**DIRECTIONS FOR THIS TASK:** Go through the entries below and print, exactly, the lines starting at the one with "pub mod protocol;" and ending at the one with "#[derive(Debug, Clone, Copy, PartialEq, Eq)]", keeping both ends and no others.
———
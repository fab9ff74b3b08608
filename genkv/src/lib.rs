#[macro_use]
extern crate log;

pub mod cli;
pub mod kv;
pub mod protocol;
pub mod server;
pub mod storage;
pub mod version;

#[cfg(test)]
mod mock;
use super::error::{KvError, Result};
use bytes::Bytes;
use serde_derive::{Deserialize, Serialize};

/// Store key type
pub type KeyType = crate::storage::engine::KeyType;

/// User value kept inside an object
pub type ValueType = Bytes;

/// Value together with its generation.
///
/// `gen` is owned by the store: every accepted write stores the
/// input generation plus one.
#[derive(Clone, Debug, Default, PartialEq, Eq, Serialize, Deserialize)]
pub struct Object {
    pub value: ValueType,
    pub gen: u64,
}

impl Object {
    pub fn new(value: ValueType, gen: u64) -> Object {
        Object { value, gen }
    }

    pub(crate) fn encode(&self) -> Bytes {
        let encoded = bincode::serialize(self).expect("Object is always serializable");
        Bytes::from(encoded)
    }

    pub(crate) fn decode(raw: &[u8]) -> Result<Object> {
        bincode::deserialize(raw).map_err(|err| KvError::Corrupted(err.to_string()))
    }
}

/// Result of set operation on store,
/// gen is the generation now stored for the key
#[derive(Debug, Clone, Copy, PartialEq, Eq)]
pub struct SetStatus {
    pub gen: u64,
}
———
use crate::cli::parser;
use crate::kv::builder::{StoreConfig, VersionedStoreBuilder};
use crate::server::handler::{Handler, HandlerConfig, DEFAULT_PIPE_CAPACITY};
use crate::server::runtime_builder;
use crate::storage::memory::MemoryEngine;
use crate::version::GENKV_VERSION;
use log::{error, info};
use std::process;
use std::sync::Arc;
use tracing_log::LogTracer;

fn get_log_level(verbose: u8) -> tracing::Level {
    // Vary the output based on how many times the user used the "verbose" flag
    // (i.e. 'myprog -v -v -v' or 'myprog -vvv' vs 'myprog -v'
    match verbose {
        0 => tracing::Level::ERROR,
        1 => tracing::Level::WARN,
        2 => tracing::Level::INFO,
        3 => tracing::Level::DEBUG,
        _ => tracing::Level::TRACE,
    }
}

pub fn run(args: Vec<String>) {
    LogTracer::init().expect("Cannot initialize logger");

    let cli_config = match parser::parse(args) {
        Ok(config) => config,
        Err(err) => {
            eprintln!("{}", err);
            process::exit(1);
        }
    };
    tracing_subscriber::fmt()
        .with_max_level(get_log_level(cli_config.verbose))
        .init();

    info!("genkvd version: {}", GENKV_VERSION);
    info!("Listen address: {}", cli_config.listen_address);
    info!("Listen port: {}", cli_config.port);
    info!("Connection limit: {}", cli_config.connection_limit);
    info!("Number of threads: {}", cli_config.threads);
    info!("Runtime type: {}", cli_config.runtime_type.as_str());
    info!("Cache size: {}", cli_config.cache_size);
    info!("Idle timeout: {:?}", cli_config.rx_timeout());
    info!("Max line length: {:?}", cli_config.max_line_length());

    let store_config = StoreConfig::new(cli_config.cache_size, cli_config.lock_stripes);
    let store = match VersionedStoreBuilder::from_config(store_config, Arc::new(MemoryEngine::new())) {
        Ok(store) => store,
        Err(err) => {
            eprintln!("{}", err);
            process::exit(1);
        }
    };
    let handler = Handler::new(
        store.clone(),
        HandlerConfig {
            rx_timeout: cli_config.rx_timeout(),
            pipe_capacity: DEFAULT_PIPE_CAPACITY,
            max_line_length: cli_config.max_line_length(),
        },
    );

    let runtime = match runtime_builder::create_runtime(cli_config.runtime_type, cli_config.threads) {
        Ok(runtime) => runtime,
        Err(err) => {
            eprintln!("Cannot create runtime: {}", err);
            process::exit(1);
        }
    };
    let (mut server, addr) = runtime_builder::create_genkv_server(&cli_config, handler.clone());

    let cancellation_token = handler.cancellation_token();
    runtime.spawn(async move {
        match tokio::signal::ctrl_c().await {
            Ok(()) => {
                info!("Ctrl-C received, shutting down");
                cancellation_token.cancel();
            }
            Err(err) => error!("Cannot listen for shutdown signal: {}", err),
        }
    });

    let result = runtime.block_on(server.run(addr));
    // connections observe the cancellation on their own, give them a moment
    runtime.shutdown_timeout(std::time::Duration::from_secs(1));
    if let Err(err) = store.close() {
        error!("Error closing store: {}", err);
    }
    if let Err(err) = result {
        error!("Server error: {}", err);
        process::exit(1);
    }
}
———
**OUTPUT BELOW:**
pub mod protocol;
pub mod server;
pub mod storage;
pub mod version;

#[cfg(test)]
mod mock;
use super::error::{KvError, Result};
use bytes::Bytes;
use serde_derive::{Deserialize, Serialize};

/// Store key type
pub type KeyType = crate::storage::engine::KeyType;

/// User value kept inside an object
pub type ValueType = Bytes;

/// Value together with its generation.
///
/// `gen` is owned by the store: every accepted write stores the
/// input generation plus one.
#[derive(Clone, Debug, Default, PartialEq, Eq, Serialize, Deserialize)]
pub struct Object {
    pub value: ValueType,
    pub gen: u64,
}

impl Object {
    pub fn new(value: ValueType, gen: u64) -> Object {
        Object { value, gen }
    }

    pub(crate) fn encode(&self) -> Bytes {
        let encoded = bincode::serialize(self).expect("Object is always serializable");
        Bytes::from(encoded)
    }

    pub(crate) fn decode(raw: &[u8]) -> Result<Object> {
        bincode::deserialize(raw).map_err(|err| KvError::Corrupted(err.to_string()))
    }
}

/// Result of set operation on store,
/// gen is the generation now stored for the key
#[derive(Debug, Clone, Copy, PartialEq, Eq)]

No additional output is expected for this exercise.